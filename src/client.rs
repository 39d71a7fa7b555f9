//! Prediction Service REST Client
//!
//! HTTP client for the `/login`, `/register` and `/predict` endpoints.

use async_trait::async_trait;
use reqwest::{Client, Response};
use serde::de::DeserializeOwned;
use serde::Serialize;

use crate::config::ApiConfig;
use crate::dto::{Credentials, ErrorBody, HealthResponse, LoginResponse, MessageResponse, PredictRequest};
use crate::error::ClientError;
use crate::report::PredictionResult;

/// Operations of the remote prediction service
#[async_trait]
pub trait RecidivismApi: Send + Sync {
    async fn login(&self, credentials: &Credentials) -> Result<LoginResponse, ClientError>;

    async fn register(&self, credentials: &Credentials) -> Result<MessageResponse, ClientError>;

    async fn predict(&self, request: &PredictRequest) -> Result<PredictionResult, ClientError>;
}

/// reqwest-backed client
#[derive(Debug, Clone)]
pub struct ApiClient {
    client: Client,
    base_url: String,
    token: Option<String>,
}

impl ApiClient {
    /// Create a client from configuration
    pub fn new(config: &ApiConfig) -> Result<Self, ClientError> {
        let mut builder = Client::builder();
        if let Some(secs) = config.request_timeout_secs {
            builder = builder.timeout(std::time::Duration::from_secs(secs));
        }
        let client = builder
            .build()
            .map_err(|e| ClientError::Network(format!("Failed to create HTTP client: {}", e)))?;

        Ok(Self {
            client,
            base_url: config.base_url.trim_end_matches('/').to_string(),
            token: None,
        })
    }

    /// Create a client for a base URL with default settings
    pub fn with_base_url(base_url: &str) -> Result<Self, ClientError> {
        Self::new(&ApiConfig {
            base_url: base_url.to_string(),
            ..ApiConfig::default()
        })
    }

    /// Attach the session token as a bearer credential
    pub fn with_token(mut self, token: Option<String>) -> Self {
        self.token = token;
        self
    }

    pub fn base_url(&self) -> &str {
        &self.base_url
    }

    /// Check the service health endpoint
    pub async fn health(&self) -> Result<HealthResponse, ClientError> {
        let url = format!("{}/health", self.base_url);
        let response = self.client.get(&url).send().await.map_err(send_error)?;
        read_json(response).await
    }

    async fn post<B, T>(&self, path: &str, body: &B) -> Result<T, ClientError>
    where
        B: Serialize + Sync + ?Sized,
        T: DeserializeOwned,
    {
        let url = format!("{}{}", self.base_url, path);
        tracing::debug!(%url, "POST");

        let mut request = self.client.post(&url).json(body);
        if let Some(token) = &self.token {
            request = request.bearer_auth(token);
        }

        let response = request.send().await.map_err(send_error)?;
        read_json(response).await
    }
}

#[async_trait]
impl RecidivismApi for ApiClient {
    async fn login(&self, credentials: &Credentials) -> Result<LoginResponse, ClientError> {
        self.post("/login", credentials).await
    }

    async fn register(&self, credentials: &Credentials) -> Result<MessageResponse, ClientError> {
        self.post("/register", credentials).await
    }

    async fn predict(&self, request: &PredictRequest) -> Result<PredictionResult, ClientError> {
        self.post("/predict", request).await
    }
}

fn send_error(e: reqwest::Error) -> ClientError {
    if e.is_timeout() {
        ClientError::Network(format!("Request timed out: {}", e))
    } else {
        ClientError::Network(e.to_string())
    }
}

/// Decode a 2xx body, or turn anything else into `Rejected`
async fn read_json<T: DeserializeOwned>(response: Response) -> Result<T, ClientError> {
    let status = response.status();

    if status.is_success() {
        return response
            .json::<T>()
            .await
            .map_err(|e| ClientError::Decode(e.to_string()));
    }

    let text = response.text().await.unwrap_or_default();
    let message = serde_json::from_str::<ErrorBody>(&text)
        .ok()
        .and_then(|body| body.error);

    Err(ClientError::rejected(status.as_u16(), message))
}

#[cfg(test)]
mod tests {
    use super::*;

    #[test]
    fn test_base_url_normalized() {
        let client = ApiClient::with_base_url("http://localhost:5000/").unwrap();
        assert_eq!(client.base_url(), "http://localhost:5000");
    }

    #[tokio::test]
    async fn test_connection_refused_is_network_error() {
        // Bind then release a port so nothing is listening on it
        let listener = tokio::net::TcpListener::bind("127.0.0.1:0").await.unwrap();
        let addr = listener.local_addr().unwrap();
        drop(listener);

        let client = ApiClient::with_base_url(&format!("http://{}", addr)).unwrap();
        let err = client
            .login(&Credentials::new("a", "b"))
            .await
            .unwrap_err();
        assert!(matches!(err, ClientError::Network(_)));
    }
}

##############################

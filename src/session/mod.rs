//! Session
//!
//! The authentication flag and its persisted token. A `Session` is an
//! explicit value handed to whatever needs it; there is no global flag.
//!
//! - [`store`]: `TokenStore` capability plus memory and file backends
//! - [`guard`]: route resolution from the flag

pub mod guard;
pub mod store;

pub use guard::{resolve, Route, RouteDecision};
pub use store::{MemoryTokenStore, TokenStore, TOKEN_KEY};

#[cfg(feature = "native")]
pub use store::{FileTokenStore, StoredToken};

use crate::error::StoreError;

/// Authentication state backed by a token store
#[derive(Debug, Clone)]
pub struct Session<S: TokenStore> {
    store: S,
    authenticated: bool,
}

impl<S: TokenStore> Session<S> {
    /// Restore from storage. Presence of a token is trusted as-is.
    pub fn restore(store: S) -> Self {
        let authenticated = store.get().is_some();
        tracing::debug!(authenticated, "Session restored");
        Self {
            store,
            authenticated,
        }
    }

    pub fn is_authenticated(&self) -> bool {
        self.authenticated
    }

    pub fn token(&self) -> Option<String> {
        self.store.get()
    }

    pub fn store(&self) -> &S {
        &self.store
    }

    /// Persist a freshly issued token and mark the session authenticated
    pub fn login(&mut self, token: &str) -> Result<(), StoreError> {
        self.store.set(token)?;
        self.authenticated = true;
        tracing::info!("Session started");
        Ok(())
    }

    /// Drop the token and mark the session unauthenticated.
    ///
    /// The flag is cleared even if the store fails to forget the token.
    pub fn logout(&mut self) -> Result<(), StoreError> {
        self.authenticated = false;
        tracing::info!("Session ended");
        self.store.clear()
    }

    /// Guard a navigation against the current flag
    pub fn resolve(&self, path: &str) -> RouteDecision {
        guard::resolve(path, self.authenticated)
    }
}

##############################

Word for word, restate the lines of the listing above starting at the line with "filename src/client.rs" and ending at the line with "use crate::config::ApiConfig;", and nothing outside them.

filename src/client.rs
repository 39d71a7fa7b555f9
//! Prediction Service REST Client
//!
//! HTTP client for the `/login`, `/register` and `/predict` endpoints.

use async_trait::async_trait;
use reqwest::{Client, Response};
use serde::de::DeserializeOwned;
use serde::Serialize;

use crate::config::ApiConfig;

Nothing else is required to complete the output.